Andrabi had asked his brother Arshid Andrabi to accompany him to court. At lunch, Andrabi pointed to the man sitting on an adjacent table, a “notorious” Ikhwani (surrendered militant working with the security forces) named Sikandar. Andrabi told Arshid the man had been shadowing him for some time. He said if he could be followed to the High Court there was no way he could be safe in the state, he needed to leave for a while.
“He stayed in Delhi for over a month. He met the press, talked to a few embassies, I think he annoyed the government further,’’ says Arshid. In March, Andrabi came back to the Valley to be with his family for Eid.
On the day of Eid, 8 March, 1996, while heading home with his wife, his Maruti car was allegedly stopped by an Army contingent led by Major Avatar Singh near Parraypora on Airport road.

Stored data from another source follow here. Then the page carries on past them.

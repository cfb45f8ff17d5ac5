#![cfg(test)]

// Property tests for WordTable kept inside the crate so they can use the
// probe internals directly.

use crate::probe::{word_hash, ProbeSeq, Strategy as Probing};
use crate::table::{InsertError, WordTable};
use hashbrown::HashMap;
use proptest::prelude::*;

#[derive(Clone, Debug)]
enum Op {
    Insert(usize),
    Search(usize),
    Miss(String),
    Dump,
}

fn arb_strategy() -> impl Strategy<Value = Probing> {
    prop_oneof![Just(Probing::LinearProbing), Just(Probing::DoubleHashing)]
}

// Pool-indexed operations so shrinking moves toward earlier keys and
// shorter op lists. Capacities are prime so double hashing reaches every slot.
fn arb_scenario() -> impl Strategy<Value = (usize, Probing, Vec<String>, Vec<Op>)> {
    let capacity = proptest::sample::select(vec![1usize, 2, 3, 5, 7, 11, 13, 31]);
    let pool = proptest::collection::vec("[a-z]{1,4}", 1..=24);
    (capacity, arb_strategy(), pool).prop_flat_map(|(capacity, strategy, pool)| {
        let idx = 0..pool.len();
        let op = prop_oneof![
            4 => idx.clone().prop_map(Op::Insert),
            1 => idx.prop_map(Op::Search),
            1 => "[0-9]{1,3}".prop_map(Op::Miss),
            1 => Just(Op::Dump),
        ];
        proptest::collection::vec(op, 1..80)
            .prop_map(move |ops| (capacity, strategy, pool.clone(), ops))
    })
}

// Every stored key sits exactly `collisions` steps along its own probe
// sequence, and every earlier position holds some other key.
fn assert_reachable(t: &WordTable) -> Result<(), TestCaseError> {
    for (index, slot) in t.slots() {
        let Some(e) = slot else { continue };
        let walk: Vec<usize> = ProbeSeq::new(&t.strategy(), word_hash(e.key), t.capacity())
            .map(|(_, i)| i)
            .collect();
        prop_assert_eq!(walk[e.collisions], index);
        for &before in &walk[..e.collisions] {
            let other = t.slot(before).flatten();
            prop_assert!(other.is_some_and(|o| o.key != e.key));
        }
    }
    Ok(())
}

// Property: state-machine equivalence against a HashMap of counts.
// Invariants exercised across random operation sequences:
// - insert returns the model count; TableFull only for a new key when full.
// - A key's slot never changes once placed.
// - `collisions().len() == len()` == number of occupied slots.
// - Misses never mutate; the dump is stable between inserts.
proptest! {
    #![proptest_config(ProptestConfig { cases: 128, .. ProptestConfig::default() })]
    #[test]
    fn prop_word_table_state_machine((capacity, strategy, pool, ops) in arb_scenario()) {
        let mut sut = WordTable::new(capacity, strategy);
        let mut model: HashMap<String, u64> = HashMap::new();
        let mut placed: HashMap<String, usize> = HashMap::new();

        for op in ops {
            match op {
                Op::Insert(i) => {
                    let key = &pool[i];
                    let existing = model.get(key).copied();
                    match sut.insert(key) {
                        Ok(freq) => {
                            let expected = existing.unwrap_or(0) + 1;
                            prop_assert_eq!(freq, expected);
                            model.insert(key.clone(), expected);
                            let slot = sut.find(key).unwrap();
                            let first = *placed.entry(key.clone()).or_insert(slot);
                            prop_assert_eq!(first, slot, "slot moved");
                        }
                        Err(InsertError::TableFull { capacity: c }) => {
                            prop_assert_eq!(c, capacity);
                            prop_assert!(existing.is_none(), "existing key rejected");
                            prop_assert_eq!(model.len(), capacity, "rejected with free slots");
                        }
                    }
                }
                Op::Search(i) => {
                    let key = &pool[i];
                    prop_assert_eq!(sut.search(key), model.get(key).copied());
                    prop_assert_eq!(sut.contains(key), model.contains_key(key));
                }
                Op::Miss(key) => {
                    let before = sut.collisions().to_vec();
                    prop_assert_eq!(sut.search(&key), None);
                    prop_assert_eq!(sut.collisions(), &before[..]);
                }
                Op::Dump => {
                    let a: Vec<_> = sut.slots().collect();
                    let b: Vec<_> = sut.slots().collect();
                    prop_assert_eq!(a, b);
                }
            }

            let occupied = sut.slots().filter(|(_, s)| s.is_some()).count();
            prop_assert_eq!(sut.len(), model.len());
            prop_assert_eq!(sut.collisions().len(), sut.len());
            prop_assert_eq!(occupied, sut.len());
        }

        assert_reachable(&sut)?;
        let listed: HashMap<String, u64> = sut.iter().map(|(k, f)| (k.to_string(), f)).collect();
        prop_assert_eq!(listed, model);
    }
}
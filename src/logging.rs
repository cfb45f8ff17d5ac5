//! Logging initialization.
//!
//! Logs go to stderr so they never mix with the listing on stdout.
//! RUST_LOG takes precedence over the level passed in.

use tracing_subscriber::prelude::*;
use tracing_subscriber::{fmt, EnvFilter};

/// Install the global subscriber. Later calls are no-ops.
pub fn init(level: &str) {
    let filter = if std::env::var("RUST_LOG").is_ok() {
        EnvFilter::from_default_env()
    } else {
        EnvFilter::new(level)
    };

    let _ = tracing_subscriber::registry()
        .with(filter)
        .with(
            fmt::layer()
                .with_writer(std::io::stderr)
                .with_target(false)
                .without_time(),
        )
        .try_init();
}
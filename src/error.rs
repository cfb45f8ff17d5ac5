use crate::table::InsertError;
use std::io;
use thiserror::Error;

#[derive(Debug, Error)]
pub enum Error {
    #[error("i/o error: {0}")]
    Io(#[from] io::Error),
    #[error(transparent)]
    Insert(#[from] InsertError),
}

pub type Result<T> = std::result::Result<T, Error>;
//! wordtable: count words from stdin with a fixed-size hash table.

use clap::Parser;
use std::io::{self, BufWriter};
use wordtable::config::{Config, Output};
use wordtable::{app, logging, Strategy};

#[derive(Parser)]
#[command(name = "wordtable")]
#[command(about = "Count words read from stdin in an open-addressing hash table")]
struct Args {
    /// Use double hashing (linear probing is the default)
    #[arg(short = 'd')]
    double_hashing: bool,

    /// Display entire contents of the hash table on stderr
    #[arg(short = 'e')]
    entire_table: bool,

    /// Print stats info instead of frequencies and words
    #[arg(short = 'p')]
    print_stats: bool,

    /// Show SNAPSHOTS stats snapshots (if -p is used)
    #[arg(short = 's', value_name = "SNAPSHOTS", allow_negative_numbers = true)]
    snapshots: Option<i64>,

    /// Use the first prime >= TABLESIZE as the table size
    #[arg(short = 't', value_name = "TABLESIZE")]
    table_size: Option<usize>,

    /// Log level used when RUST_LOG is unset
    #[arg(long, default_value = "warn")]
    log_level: String,
}

impl Args {
    fn config(&self) -> Config {
        let mut config = Config::default();
        if let Some(size) = self.table_size {
            config = config.with_table_size(size);
        }
        if let Some(n) = self.snapshots {
            config = config.with_snapshots(n);
        }
        if self.double_hashing {
            config = config.with_strategy(Strategy::DoubleHashing);
        }
        if self.print_stats {
            config.output = Output::Stats;
        }
        config.dump_table = self.entire_table;
        config
    }
}

fn main() {
    let args = Args::parse();
    logging::init(&args.log_level);

    if let Err(e) = run(args.config()) {
        tracing::error!(error = %e, "wordtable failed");
        std::process::exit(1);
    }
}

fn run(config: Config) -> Result<(), Box<dyn std::error::Error>> {
    tracing::debug!(?config, "starting");
    let stdin = io::stdin().lock();
    let mut out = BufWriter::new(io::stdout().lock());
    let mut diag = io::stderr().lock();
    app::run(&config, stdin, &mut out, &mut diag)?;
    Ok(())
}
//! One full run: count the input, then print what the config asks for.

use crate::config::{Config, Output};
use crate::counter::{count_words, CountSummary, OnFull};
use crate::error::Result;
use crate::report::{write_frequencies, write_table_dump};
use crate::stats::StatsReport;
use crate::table::WordTable;
use std::io::{Read, Write};

/// Count `input` into a fresh table, optionally dump it to `diag`, then
/// write the frequency listing or the statistics report to `out`.
pub fn run<R, W, D>(config: &Config, input: R, out: &mut W, diag: &mut D) -> Result<CountSummary>
where
    R: Read,
    W: Write,
    D: Write,
{
    let mut table = WordTable::new(config.capacity, config.strategy);
    let summary = count_words(&mut table, input, OnFull::Skip)?;

    if config.dump_table {
        write_table_dump(&table, diag)?;
    }
    match config.output {
        Output::Stats => write!(out, "{}", StatsReport::new(&table, config.snapshots))?,
        Output::Frequencies => write_frequencies(&table, out)?,
    }
    out.flush()?;
    Ok(summary)
}
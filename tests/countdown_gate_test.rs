use rand::prelude::*;
use rendezvous_rust::{CancelToken, CountdownGate, SyncError, WaitOptions};
use std::sync::atomic::{AtomicUsize, Ordering};
use std::sync::Arc;
use std::thread;
use std::time::{Duration, Instant};

#[test]
fn zero_count_is_rejected() {
    match CountdownGate::new(0) {
        Err(SyncError::InvalidArgument(_)) => {}
        other => panic!("expected InvalidArgument, got {:?}", other.map(|g| g.count())),
    }
}

#[test]
fn opens_only_after_every_signal() {
    let gate = CountdownGate::new(3).unwrap();
    let released = Arc::new(AtomicUsize::new(0));

    let waiters: Vec<_> = (0..4)
        .map(|_| {
            let gate = gate.clone();
            let released = released.clone();
            thread::spawn(move || {
                gate.wait();
                released.fetch_add(1, Ordering::SeqCst);
            })
        })
        .collect();

    assert!(!gate.signal());
    assert!(!gate.signal());
    thread::sleep(Duration::from_millis(50));
    assert_eq!(released.load(Ordering::SeqCst), 0);
    assert_eq!(gate.count(), 1);
    assert!(!gate.is_open());

    assert!(gate.signal());
    for waiter in waiters {
        waiter.join().unwrap();
    }
    assert_eq!(released.load(Ordering::SeqCst), 4);
    assert!(gate.is_open());
}

#[test]
fn extra_signals_saturate_at_zero() {
    let gate = CountdownGate::new(2).unwrap();
    let opened: Vec<bool> = (0..5).map(|_| gate.signal()).collect();
    assert_eq!(opened, vec![false, true, false, false, false]);
    assert_eq!(gate.count(), 0);
}

#[test]
fn wait_on_open_gate_returns_immediately() {
    let gate = CountdownGate::new(1).unwrap();
    gate.signal();

    let start = Instant::now();
    gate.wait();
    gate.wait_timeout(Duration::from_secs(5)).unwrap();
    assert!(start.elapsed() < Duration::from_secs(1));
}

#[test]
fn workers_with_random_delays() {
    let gate = CountdownGate::new(3).unwrap();
    let finished = Arc::new(AtomicUsize::new(0));

    let early_waiter = {
        let gate = gate.clone();
        let finished = finished.clone();
        thread::spawn(move || {
            gate.wait();
            assert_eq!(finished.load(Ordering::SeqCst), 3);
        })
    };

    let workers: Vec<_> = (0..3)
        .map(|_| {
            let gate = gate.clone();
            let finished = finished.clone();
            let delay = thread_rng().gen_range(0..200);
            thread::spawn(move || {
                thread::sleep(Duration::from_millis(delay));
                finished.fetch_add(1, Ordering::SeqCst);
                gate.signal();
            })
        })
        .collect();

    gate.wait();
    assert_eq!(finished.load(Ordering::SeqCst), 3);

    for worker in workers {
        worker.join().unwrap();
    }
    early_waiter.join().unwrap();

    // issued after every signal landed
    gate.wait();
    assert_eq!(gate.count(), 0);
}

#[test]
fn cancelled_wait_leaves_count_alone() {
    let gate = CountdownGate::new(2).unwrap();
    let token = CancelToken::new();

    let waiter = {
        let gate = gate.clone();
        let options = WaitOptions::new().cancel_on(&token);
        thread::spawn(move || gate.wait_with(&options))
    };

    thread::sleep(Duration::from_millis(50));
    token.cancel();

    match waiter.join().unwrap() {
        Err(SyncError::Cancelled) => {}
        other => panic!("expected Cancelled, got {:?}", other),
    }
    assert_eq!(gate.count(), 2);

    gate.signal();
    gate.signal();
    gate.wait();
}

#[test]
fn cancelled_token_fails_fast_unless_open() {
    let gate = CountdownGate::new(1).unwrap();
    let token = CancelToken::new();
    token.cancel();
    let options = WaitOptions::new().cancel_on(&token);

    match gate.wait_with(&options) {
        Err(SyncError::Cancelled) => {}
        other => panic!("expected Cancelled, got {:?}", other),
    }

    gate.signal();
    gate.wait_with(&options).unwrap();
}

#[test]
fn timed_wait_expires() {
    let gate = CountdownGate::new(1).unwrap();

    let start = Instant::now();
    match gate.wait_timeout(Duration::from_millis(100)) {
        Err(SyncError::Timeout) => {}
        other => panic!("expected Timeout, got {:?}", other),
    }
    assert!(start.elapsed() >= Duration::from_millis(100));
    assert_eq!(gate.count(), 1);
}

#[test]
fn signal_guard_counts_down_on_panic() {
    let gate = CountdownGate::new(2).unwrap();

    let ok = {
        let gate = gate.clone();
        thread::spawn(move || {
            let _done = gate.signal_guard();
        })
    };
    let panicked = {
        let gate = gate.clone();
        thread::spawn(move || {
            let _done = gate.signal_guard();
            panic!("worker failed");
        })
    };

    ok.join().unwrap();
    assert!(panicked.join().is_err());
    gate.wait_timeout(Duration::from_secs(5)).unwrap();
}

#[tokio::test]
async fn many_signalers_many_waiters() {
    const N: usize = 64;
    let gate = CountdownGate::new(N).unwrap();

    let mut tasks = Vec::new();
    for _ in 0..8 {
        let gate = gate.clone();
        tasks.push(tokio::task::spawn_blocking(move || gate.wait_timeout(Duration::from_secs(10))));
    }
    for _ in 0..N {
        let gate = gate.clone();
        tasks.push(tokio::task::spawn_blocking(move || {
            gate.signal();
            Ok(())
        }));
    }

    for task in tasks {
        task.await.unwrap().unwrap();
    }
    assert_eq!(gate.count(), 0);
}

#[test]
fn unbounded_timeout_waits_like_forever() {
    let gate = CountdownGate::new(1).unwrap();

    let waiter = {
        let gate = gate.clone();
        thread::spawn(move || gate.wait_timeout(Duration::MAX))
    };
    thread::sleep(Duration::from_millis(20));
    gate.signal();
    waiter.join().unwrap().unwrap();

    // already open
    gate.wait_timeout(Duration::MAX).unwrap();
}
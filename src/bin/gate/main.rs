use rendezvous_rust::{CountdownGate, Result};
use std::thread;
use std::time::Duration;
use tracing_subscriber;
use tracing::{info, error};
use clap::Parser;
use rand::Rng;

fn worker(id: usize, gate: CountdownGate, max_delay_ms: u64) {
    // counts down even if the work below panics
    let _done = gate.signal_guard();

    info!("worker-{} is working", id);
    let delay = rand::thread_rng().gen_range(0..=max_delay_ms);
    thread::sleep(Duration::from_millis(delay));
    info!("worker-{} has finished after {}ms", id, delay);
}

#[derive(Parser, Debug)]
#[clap(author, version, about, long_about = None)]
struct Options {
    /// number of worker threads
    #[clap(short, long)]
    #[clap(default_value_t = 3)]
    workers: usize,

    /// upper bound of each worker's simulated work
    #[clap(short, long)]
    #[clap(default_value_t = 1000)]
    max_delay_ms: u64,

    /// give up waiting after this many milliseconds
    #[clap(short, long)]
    timeout_ms: Option<u64>,
}

fn main() -> Result<()> {
    tracing_subscriber::fmt::init();

    let options = Options::parse();
    let gate = CountdownGate::new(options.workers)?;

    let mut handles = Vec::with_capacity(options.workers);
    for id in 0..options.workers {
        let gate = gate.clone();
        let max_delay_ms = options.max_delay_ms;
        handles.push(thread::spawn(move || worker(id, gate, max_delay_ms)));
    }

    match options.timeout_ms {
        Some(ms) => {
            if let Err(e) = gate.wait_timeout(Duration::from_millis(ms)) {
                error!("{} worker(s) still running: {}", gate.count(), e);
                return Err(e.into());
            }
        }
        None => gate.wait(),
    }
    info!("all workers have finished their tasks");

    for handle in handles {
        if handle.join().is_err() {
            error!("worker panicked");
        }
    }

    Ok(())
}
pub mod cancel;
pub mod countdown_gate;
pub mod error;
pub mod rendezvous_barrier;

pub use cancel::{CancelToken, WaitOptions};
pub use countdown_gate::{CountdownGate, SignalGuard};
pub use error::SyncError;
pub use rendezvous_barrier::{Action, Arrival, RendezvousBarrier};

/// Error returned by barrier actions and the demo binaries.
///
/// The primitives themselves report the typed [`SyncError`]; anything a
/// caller-supplied callback can fail with is boxed, and `SyncError` converts
/// into it with `?`.
pub type Error = Box<dyn std::error::Error + Send + Sync>;

/// A specialized `Result` type for barrier actions and binaries.
///
/// This is defined as a convenience.
pub type Result<T> = std::result::Result<T, Error>;
use std::fmt;
use std::sync::{Arc, Condvar, Mutex, MutexGuard, PoisonError, Weak};
use std::time::{Duration, Instant};

use tokio_util::sync::CancellationToken;

use crate::SyncError;

/// Something a blocked waiter sleeps on. Waking must take the primitive's
/// lock before notifying so the wakeup cannot slip in between the waiter's
/// cancellation check and its sleep.
pub(crate) trait Wake: Send + Sync {
    fn wake(&self);
}

#[derive(Default)]
struct Listeners {
    next_id: u64,
    entries: Vec<(u64, Weak<dyn Wake>)>,
}

/// Cancellation handle shared by whoever may abandon a wait and the waiters
/// themselves.
///
/// Cancelling wakes every waiter currently blocked on a gate or barrier with
/// this token, and makes later waits with it fail at once.
#[derive(Clone, Default)]
pub struct CancelToken {
    token: CancellationToken,
    listeners: Arc<Mutex<Listeners>>,
}

impl CancelToken {
    pub fn new() -> CancelToken {
        CancelToken::default()
    }

    pub fn cancel(&self) {
        self.token.cancel();

        let targets: Vec<Weak<dyn Wake>> = {
            let mut listeners = lock(&self.listeners);
            listeners.entries.drain(..).map(|(_, target)| target).collect()
        };
        for target in targets {
            if let Some(target) = target.upgrade() {
                target.wake();
            }
        }
    }

    pub fn is_cancelled(&self) -> bool {
        self.token.is_cancelled()
    }

    /// Resolves once [`cancel`](CancelToken::cancel) has been called.
    pub async fn cancelled(&self) {
        self.token.cancelled().await
    }

    fn listen(&self, target: Weak<dyn Wake>) -> Listening<'_> {
        let mut listeners = lock(&self.listeners);
        let id = listeners.next_id;
        listeners.next_id += 1;
        listeners.entries.push((id, target));
        Listening {
            listeners: &self.listeners,
            id,
        }
    }
}

impl fmt::Debug for CancelToken {
    fn fmt(&self, f: &mut fmt::Formatter<'_>) -> fmt::Result {
        f.debug_struct("CancelToken")
            .field("cancelled", &self.is_cancelled())
            .finish()
    }
}

struct Listening<'a> {
    listeners: &'a Mutex<Listeners>,
    id: u64,
}

impl Drop for Listening<'_> {
    fn drop(&mut self) {
        let mut listeners = lock(self.listeners);
        let id = self.id;
        listeners.entries.retain(|(entry, _)| *entry != id);
    }
}

/// How long a blocking call may wait and what may cut it short.
///
/// The default waits forever and cannot be cancelled.
#[derive(Clone, Debug, Default)]
pub struct WaitOptions {
    timeout: Option<Duration>,
    cancel: Option<CancelToken>,
}

impl WaitOptions {
    pub fn new() -> WaitOptions {
        WaitOptions::default()
    }

    pub fn timeout(mut self, timeout: Duration) -> WaitOptions {
        self.timeout = Some(timeout);
        self
    }

    pub fn cancel_on(mut self, token: &CancelToken) -> WaitOptions {
        self.cancel = Some(token.clone());
        self
    }

    /// Starts the clock and subscribes `target` to cancellation. Must be
    /// called before taking the primitive's lock.
    pub(crate) fn begin(&self, target: Arc<dyn Wake>) -> Waiting<'_> {
        Waiting {
            // a deadline past what Instant can represent is no deadline
            deadline: self.timeout.and_then(|timeout| Instant::now().checked_add(timeout)),
            cancel: self.cancel.as_ref(),
            _listening: self
                .cancel
                .as_ref()
                .map(|token| token.listen(Arc::downgrade(&target))),
        }
    }
}

/// One blocking call in progress.
pub(crate) struct Waiting<'a> {
    deadline: Option<Instant>,
    cancel: Option<&'a CancelToken>,
    _listening: Option<Listening<'a>>,
}

impl Waiting<'_> {
    /// Cancellation is reported ahead of an expired deadline.
    pub(crate) fn interrupted(&self) -> Option<SyncError> {
        if self.cancel.map_or(false, CancelToken::is_cancelled) {
            return Some(SyncError::Cancelled);
        }
        match self.deadline {
            Some(deadline) if Instant::now() >= deadline => Some(SyncError::Timeout),
            _ => None,
        }
    }

    /// Sleeps until notified or until the deadline passes.
    pub(crate) fn block<'g, T>(&self, cvar: &Condvar, guard: MutexGuard<'g, T>) -> MutexGuard<'g, T> {
        match self.deadline {
            Some(deadline) => {
                let timeout = deadline.saturating_duration_since(Instant::now());
                cvar.wait_timeout(guard, timeout)
                    .unwrap_or_else(PoisonError::into_inner)
                    .0
            }
            None => wait(cvar, guard),
        }
    }
}

pub(crate) fn lock<T>(mutex: &Mutex<T>) -> MutexGuard<'_, T> {
    mutex.lock().unwrap_or_else(PoisonError::into_inner)
}

pub(crate) fn wait<'g, T>(cvar: &Condvar, guard: MutexGuard<'g, T>) -> MutexGuard<'g, T> {
    cvar.wait(guard).unwrap_or_else(PoisonError::into_inner)
}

They seem to have been waiting for Andrabi. There were three vehicles parked there, a one-tonne Army truck that had ferried the 20 or so Armymen accompanying the officer, their officer’s jeep and a private vehicle, the family said.
Andrabi was asked to get out of the car and taken into custody. His wife, who could not drive, was left behind. She waved down an autorickshaw and tried to give chase, but the vehicles were moving too fast. The same evening, a case of abduction was filed at a nearby police station.
The High Court Bar Association moved a petition in the state High Court the next morning. The Army and the BSF filed replies denying Andrabi had been picked up by their men.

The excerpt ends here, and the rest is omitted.